- Work to be completed:
Wherever the string "IpAddr" occurs in a line of these records, report that line.

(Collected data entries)
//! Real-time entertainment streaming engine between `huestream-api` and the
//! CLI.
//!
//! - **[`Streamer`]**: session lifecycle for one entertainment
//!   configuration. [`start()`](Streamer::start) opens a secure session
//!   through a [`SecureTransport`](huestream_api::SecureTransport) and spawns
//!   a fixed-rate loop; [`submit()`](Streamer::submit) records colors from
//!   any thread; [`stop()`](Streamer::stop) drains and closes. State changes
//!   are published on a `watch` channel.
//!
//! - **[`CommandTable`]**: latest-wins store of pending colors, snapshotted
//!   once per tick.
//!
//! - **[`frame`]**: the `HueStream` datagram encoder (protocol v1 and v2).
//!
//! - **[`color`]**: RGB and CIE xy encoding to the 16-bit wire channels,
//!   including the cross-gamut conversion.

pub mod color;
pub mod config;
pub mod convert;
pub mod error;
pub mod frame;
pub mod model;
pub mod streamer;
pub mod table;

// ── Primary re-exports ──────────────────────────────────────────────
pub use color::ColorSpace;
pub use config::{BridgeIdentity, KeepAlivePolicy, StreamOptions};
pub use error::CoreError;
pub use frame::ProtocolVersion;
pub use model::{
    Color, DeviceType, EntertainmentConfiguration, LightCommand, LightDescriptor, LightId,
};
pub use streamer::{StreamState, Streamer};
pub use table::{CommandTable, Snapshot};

* * *

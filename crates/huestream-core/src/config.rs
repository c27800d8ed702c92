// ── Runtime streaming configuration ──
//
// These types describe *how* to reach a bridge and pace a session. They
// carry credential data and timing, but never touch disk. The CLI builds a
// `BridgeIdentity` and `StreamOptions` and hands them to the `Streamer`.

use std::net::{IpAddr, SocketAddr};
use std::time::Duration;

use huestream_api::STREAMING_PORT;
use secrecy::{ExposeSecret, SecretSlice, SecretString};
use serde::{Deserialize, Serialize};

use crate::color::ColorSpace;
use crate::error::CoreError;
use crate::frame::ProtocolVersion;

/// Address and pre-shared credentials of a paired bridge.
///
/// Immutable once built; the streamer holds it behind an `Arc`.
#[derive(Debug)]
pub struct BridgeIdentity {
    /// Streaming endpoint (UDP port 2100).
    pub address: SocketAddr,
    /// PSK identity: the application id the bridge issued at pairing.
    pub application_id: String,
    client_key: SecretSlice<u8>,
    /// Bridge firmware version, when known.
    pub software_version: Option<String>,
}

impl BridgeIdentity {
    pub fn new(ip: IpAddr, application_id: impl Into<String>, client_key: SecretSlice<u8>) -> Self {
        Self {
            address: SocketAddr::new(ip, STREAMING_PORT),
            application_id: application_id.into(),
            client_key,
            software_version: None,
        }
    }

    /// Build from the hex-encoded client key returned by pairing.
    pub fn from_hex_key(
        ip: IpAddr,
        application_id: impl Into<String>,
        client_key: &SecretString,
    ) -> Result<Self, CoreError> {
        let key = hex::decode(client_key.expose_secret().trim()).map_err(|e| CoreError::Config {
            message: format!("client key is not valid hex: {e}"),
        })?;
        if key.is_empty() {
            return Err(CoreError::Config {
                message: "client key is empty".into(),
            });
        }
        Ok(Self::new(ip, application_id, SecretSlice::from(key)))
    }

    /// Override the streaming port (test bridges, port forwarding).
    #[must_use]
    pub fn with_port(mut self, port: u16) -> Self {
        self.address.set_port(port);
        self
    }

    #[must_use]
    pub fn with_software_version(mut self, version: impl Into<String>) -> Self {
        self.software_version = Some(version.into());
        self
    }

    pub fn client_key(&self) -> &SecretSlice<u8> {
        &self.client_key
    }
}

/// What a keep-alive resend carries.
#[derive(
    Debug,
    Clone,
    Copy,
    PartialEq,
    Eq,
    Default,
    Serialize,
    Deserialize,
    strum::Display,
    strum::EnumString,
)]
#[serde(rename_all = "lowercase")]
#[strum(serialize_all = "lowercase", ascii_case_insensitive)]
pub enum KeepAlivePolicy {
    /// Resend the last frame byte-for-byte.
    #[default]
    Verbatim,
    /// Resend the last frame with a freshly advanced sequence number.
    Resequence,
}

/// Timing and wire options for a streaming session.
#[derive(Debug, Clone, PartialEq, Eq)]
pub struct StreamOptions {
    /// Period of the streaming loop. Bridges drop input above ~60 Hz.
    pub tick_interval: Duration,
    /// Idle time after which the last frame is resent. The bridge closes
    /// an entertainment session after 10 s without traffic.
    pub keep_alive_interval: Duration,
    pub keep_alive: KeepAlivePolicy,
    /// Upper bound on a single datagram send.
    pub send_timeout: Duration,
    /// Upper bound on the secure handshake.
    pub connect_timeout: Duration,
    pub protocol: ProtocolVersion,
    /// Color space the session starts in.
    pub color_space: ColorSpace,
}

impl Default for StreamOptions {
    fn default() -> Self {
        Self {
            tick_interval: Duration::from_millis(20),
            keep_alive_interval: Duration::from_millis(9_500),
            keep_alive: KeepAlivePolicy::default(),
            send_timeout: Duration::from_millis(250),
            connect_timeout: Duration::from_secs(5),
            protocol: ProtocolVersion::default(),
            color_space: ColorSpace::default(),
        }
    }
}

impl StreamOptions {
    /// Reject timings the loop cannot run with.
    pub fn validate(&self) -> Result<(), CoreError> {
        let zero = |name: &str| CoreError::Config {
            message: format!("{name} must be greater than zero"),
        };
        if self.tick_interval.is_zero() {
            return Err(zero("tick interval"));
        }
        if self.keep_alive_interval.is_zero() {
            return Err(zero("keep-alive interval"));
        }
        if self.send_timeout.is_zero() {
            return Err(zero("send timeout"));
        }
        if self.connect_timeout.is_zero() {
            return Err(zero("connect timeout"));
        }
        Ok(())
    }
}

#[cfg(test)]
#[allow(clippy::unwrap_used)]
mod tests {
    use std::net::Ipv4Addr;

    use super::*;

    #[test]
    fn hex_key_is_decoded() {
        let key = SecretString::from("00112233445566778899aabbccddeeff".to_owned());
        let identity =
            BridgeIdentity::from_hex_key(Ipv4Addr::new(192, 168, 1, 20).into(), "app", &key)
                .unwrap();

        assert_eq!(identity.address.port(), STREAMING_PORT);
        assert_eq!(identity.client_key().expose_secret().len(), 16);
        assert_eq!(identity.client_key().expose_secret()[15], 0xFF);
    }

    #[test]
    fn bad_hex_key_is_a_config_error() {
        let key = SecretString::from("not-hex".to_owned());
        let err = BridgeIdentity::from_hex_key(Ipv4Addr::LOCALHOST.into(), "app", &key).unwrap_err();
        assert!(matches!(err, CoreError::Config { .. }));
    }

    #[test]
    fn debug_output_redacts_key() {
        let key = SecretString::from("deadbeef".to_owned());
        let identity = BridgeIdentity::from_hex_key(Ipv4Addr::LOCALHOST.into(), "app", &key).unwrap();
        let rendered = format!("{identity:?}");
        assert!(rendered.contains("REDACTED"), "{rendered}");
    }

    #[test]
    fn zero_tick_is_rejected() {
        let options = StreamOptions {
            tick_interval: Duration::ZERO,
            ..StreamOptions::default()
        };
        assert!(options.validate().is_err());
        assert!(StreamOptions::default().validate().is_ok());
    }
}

...

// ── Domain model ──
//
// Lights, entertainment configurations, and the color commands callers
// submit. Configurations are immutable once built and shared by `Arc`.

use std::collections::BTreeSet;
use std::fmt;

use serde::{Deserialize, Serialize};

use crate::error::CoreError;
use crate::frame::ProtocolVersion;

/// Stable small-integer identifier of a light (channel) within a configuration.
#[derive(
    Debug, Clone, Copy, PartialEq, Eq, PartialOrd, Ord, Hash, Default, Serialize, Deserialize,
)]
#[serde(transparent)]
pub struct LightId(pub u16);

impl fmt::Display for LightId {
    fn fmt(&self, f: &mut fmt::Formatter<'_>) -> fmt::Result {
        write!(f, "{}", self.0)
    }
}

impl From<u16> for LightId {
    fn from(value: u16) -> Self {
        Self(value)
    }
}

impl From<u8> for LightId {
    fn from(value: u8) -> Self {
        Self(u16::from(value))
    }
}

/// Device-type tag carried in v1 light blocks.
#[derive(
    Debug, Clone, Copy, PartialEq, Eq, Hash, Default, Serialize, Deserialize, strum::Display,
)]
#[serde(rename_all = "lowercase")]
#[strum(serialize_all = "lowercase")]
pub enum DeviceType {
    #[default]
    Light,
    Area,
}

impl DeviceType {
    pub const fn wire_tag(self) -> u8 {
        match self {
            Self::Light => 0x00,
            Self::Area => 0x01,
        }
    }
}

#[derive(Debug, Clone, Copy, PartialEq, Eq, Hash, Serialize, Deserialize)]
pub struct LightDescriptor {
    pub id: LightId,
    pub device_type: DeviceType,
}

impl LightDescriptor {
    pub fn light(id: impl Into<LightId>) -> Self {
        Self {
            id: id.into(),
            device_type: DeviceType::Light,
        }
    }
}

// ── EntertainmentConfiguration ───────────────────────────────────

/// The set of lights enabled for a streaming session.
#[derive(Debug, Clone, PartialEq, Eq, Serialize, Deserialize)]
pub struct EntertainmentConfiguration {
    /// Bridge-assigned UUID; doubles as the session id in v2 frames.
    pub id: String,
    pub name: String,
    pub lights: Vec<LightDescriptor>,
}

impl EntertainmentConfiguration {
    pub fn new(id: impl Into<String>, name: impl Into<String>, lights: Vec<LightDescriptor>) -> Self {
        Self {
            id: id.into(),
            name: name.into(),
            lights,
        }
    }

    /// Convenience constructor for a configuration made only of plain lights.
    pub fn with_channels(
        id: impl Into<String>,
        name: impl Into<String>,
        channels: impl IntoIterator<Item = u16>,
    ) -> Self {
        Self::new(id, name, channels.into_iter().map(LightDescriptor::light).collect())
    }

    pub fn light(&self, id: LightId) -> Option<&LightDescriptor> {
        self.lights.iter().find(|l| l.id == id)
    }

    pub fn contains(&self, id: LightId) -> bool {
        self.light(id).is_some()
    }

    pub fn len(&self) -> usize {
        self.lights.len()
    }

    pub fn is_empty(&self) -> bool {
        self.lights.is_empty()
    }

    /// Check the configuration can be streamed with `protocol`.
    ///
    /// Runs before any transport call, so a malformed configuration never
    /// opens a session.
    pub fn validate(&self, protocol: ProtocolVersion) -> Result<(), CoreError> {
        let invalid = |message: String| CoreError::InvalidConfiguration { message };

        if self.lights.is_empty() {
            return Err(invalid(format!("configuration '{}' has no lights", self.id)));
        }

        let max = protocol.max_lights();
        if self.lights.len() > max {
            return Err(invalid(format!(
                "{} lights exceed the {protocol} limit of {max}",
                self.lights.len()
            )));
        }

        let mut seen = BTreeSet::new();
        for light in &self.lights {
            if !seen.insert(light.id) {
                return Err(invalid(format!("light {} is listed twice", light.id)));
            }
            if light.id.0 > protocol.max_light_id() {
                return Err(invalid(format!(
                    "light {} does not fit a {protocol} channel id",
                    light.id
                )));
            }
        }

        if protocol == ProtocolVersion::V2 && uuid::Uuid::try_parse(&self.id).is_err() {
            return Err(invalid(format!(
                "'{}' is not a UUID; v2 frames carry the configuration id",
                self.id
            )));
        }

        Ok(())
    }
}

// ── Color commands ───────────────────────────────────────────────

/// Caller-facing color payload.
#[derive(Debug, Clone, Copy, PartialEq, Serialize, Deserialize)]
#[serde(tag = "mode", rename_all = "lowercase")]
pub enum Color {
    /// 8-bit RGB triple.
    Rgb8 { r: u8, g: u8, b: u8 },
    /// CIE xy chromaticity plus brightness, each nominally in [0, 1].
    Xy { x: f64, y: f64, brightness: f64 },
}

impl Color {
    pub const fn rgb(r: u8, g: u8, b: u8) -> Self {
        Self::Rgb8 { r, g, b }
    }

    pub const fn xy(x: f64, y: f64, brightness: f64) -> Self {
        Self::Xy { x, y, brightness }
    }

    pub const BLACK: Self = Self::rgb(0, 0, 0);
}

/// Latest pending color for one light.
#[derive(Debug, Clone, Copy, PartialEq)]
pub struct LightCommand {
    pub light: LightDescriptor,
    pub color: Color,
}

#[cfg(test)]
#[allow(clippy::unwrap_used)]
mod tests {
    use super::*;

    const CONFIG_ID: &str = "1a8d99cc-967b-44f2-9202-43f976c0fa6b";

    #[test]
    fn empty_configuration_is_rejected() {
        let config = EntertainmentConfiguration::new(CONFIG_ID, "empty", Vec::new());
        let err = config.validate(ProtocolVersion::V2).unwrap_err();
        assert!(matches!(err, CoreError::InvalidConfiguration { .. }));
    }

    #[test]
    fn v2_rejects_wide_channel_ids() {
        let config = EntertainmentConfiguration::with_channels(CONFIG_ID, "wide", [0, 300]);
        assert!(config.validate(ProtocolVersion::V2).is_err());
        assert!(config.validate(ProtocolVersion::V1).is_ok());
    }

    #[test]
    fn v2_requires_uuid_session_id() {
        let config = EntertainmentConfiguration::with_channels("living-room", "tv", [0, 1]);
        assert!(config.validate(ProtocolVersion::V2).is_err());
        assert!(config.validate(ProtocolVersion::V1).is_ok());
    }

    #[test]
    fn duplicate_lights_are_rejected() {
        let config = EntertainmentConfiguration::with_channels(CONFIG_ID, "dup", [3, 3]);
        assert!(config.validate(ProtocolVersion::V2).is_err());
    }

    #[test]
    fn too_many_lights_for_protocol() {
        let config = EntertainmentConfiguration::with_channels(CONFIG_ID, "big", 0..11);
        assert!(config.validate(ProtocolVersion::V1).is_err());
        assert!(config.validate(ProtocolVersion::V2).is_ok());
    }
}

- Expected answer:
use std::net::{IpAddr, SocketAddr};
    pub fn new(ip: IpAddr, application_id: impl Into<String>, client_key: SecretSlice<u8>) -> Self {
        ip: IpAddr,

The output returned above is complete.